Segment Open

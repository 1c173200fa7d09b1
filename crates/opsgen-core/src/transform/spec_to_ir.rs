use indexmap::IndexMap;
use serde_json::Value;

use crate::ir::*;
use crate::parse::SpecDocument;
use crate::parse::document::{get, get_bool, get_str, keys_of};
use crate::parse::ref_resolve::RefResolver;

use super::name_deriver::{NameRegistry, NameSource, VerbTable, derive_name, is_verb_noun};
use super::name_normalizer::module_name;
use super::parameters::{DEFAULT_MAX_QUERY_PARAMS, ExtractOptions, extract_parameters};

/// Options controlling naming and the shape of the generated module.
#[derive(Debug, Clone)]
pub struct TransformOptions {
    /// Module name; defaults to the sanitized spec title.
    pub module_name: Option<String>,
    /// Base URL; defaults to the URL declared by the spec.
    pub base_url: Option<String>,
    pub level: EnhancementLevel,
    /// operationId or derived name → custom callable name.
    pub aliases: IndexMap<String, String>,
    /// Extra keyword → verb entries for verb inference.
    pub verbs: IndexMap<String, String>,
    pub client: ClientOptions,
    pub max_query_params: usize,
}

impl Default for TransformOptions {
    fn default() -> Self {
        Self {
            module_name: None,
            base_url: None,
            level: EnhancementLevel::default(),
            aliases: IndexMap::new(),
            verbs: IndexMap::new(),
            client: ClientOptions::default(),
            max_query_params: DEFAULT_MAX_QUERY_PARAMS,
        }
    }
}

/// Transform a loaded spec into a module descriptor with default options.
pub fn transform(doc: &SpecDocument) -> ModuleDescriptor {
    transform_with_options(doc, &TransformOptions::default())
}

/// Transform with explicit options.
pub fn transform_with_options(doc: &SpecDocument, options: &TransformOptions) -> ModuleDescriptor {
    let verbs = VerbTable::with_overrides(&options.verbs);
    let resolver = RefResolver::new(doc.root());
    let extract_options = ExtractOptions {
        max_query_params: options.max_query_params,
    };

    // Phase 1: one descriptor per (path, method), named but not yet unique
    let mut functions = Vec::new();
    for (path, item) in doc.paths() {
        let item = match resolver.resolve(item) {
            Ok(item) => item,
            Err(e) => {
                log::warn!("{path}: skipping path item: {e}");
                continue;
            }
        };
        for key in keys_of(item) {
            let Some(method) = HttpMethod::from_key(key) else {
                continue;
            };
            let Some(op) = get(item, key).filter(|op| op.is_object()) else {
                continue;
            };
            functions.push(build_function(
                method,
                path,
                op,
                item,
                &resolver,
                &verbs,
                &extract_options,
                &options.aliases,
            ));
        }
    }

    // Phase 2: collision suffixes, single pass in document order
    let mut registry = NameRegistry::new();
    for function in &mut functions {
        function.name = registry.claim(&function.name);
    }

    let info = IrInfo {
        title: doc.title().to_string(),
        description: doc.description().to_string(),
        version: doc.api_version(),
    };

    ModuleDescriptor {
        name: options
            .module_name
            .clone()
            .unwrap_or_else(|| module_name(&info.title)),
        info,
        base_url: options.base_url.clone().or_else(|| doc.base_url()),
        level: options.level,
        client: options.client.clone(),
        functions,
    }
}

#[allow(clippy::too_many_arguments)]
fn build_function(
    method: HttpMethod,
    path: &str,
    op: &Value,
    path_item: &Value,
    resolver: &RefResolver<'_>,
    verbs: &VerbTable,
    extract_options: &ExtractOptions,
    aliases: &IndexMap<String, String>,
) -> FunctionDescriptor {
    let context = format!("{} {}", method.as_str(), path);
    let operation_id = non_empty(get_str(op, "operationId"));
    let summary = non_empty(get_str(op, "summary"));
    let description = non_empty(get_str(op, "description"));

    let derived = derive_name(
        &NameSource {
            method,
            path,
            operation_id,
            summary,
            description,
        },
        verbs,
    );
    let alias = operation_id
        .and_then(|id| aliases.get(id))
        .or_else(|| aliases.get(&derived));
    let name = match alias {
        Some(alias) if is_verb_noun(alias) => alias.clone(),
        Some(alias) => {
            log::warn!("{context}: ignoring alias {alias:?}, expected a Verb-Noun name; using {derived}");
            derived
        }
        None => derived,
    };

    let extracted = extract_parameters(op, path_item, resolver, extract_options, &context);

    let summary_text = summary
        .or_else(|| description.and_then(|d| d.lines().next()))
        .map(str::to_string)
        .unwrap_or_else(|| format!("Calls {context}."));
    let description_text = description
        .or(summary)
        .map(str::to_string)
        .unwrap_or_else(|| format!("Sends a {} request to {path}.", method.as_str()));

    FunctionDescriptor {
        name,
        operation_id: operation_id.map(str::to_string),
        method,
        path: path.to_string(),
        parameters: extracted.parameters,
        summary: summary_text,
        description: description_text,
        has_body: extracted.has_body,
        body_required: extracted.body_required,
        deprecated: get_bool(op, "deprecated").unwrap_or(false),
        omitted_query_parameters: extracted.omitted_query,
    }
}

fn non_empty(text: Option<&str>) -> Option<&str> {
    text.map(str::trim).filter(|t| !t.is_empty())
}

Segment Closed

## [WHAT IS EXPECTED]
Filter the entries down to the lines containing "Phase". Copy each of those lines.

## [RESPONSE FOR THIS EXERCISE]
    // Phase 1: one descriptor per (path, method), named but not yet unique
    // Phase 2: collision suffixes, single pass in document order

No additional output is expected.